_RECORDS FOR THIS EXERCISE_

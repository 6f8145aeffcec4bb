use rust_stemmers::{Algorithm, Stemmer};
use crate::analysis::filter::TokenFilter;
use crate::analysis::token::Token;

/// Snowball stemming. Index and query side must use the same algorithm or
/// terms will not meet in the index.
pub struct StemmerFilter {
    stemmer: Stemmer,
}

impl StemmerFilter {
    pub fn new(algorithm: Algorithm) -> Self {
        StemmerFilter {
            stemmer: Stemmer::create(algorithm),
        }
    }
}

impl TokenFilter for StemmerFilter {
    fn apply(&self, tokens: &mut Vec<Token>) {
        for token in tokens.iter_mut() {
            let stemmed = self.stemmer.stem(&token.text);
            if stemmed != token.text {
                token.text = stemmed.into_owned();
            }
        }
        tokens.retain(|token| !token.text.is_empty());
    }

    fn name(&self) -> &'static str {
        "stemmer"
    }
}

* * *

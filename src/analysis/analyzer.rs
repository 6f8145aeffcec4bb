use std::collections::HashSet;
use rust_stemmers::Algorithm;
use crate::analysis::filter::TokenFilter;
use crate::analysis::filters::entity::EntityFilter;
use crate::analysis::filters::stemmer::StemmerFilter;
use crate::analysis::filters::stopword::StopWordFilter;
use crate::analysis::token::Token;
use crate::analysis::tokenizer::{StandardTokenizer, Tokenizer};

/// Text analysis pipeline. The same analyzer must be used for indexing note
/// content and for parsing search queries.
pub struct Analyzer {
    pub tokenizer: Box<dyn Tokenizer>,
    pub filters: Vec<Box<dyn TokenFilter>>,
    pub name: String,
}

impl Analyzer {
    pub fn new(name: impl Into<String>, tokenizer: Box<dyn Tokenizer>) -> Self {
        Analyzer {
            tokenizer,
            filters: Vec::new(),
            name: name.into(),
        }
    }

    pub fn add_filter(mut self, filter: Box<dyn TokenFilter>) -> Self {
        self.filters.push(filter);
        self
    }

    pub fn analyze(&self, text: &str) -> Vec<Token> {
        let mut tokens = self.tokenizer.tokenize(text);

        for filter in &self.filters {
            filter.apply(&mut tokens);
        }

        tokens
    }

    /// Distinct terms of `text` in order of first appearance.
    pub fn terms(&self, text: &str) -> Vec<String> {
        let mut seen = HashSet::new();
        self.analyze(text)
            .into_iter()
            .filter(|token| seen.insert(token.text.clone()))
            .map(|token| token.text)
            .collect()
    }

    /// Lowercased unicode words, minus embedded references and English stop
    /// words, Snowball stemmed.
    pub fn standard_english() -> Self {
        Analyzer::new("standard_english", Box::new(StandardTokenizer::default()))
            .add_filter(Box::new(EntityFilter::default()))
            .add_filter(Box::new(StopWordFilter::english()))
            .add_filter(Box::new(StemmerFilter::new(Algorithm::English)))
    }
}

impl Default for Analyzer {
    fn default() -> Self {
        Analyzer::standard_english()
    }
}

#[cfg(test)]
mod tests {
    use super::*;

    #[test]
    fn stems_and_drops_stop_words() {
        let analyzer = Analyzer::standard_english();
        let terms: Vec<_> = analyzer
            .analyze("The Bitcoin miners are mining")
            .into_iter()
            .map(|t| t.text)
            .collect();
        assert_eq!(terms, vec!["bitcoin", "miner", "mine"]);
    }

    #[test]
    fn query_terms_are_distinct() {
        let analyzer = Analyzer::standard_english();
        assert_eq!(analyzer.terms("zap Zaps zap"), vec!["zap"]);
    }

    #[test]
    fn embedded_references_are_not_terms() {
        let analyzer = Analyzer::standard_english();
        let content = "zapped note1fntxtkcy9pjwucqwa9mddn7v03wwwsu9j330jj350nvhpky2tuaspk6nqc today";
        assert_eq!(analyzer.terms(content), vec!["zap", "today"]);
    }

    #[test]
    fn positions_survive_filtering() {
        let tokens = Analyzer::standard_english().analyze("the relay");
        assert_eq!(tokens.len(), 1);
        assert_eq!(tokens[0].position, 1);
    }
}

_WHAT IS EXPECTED_
Supply only the count of lines above holding "Snowball".

_REPLY_
2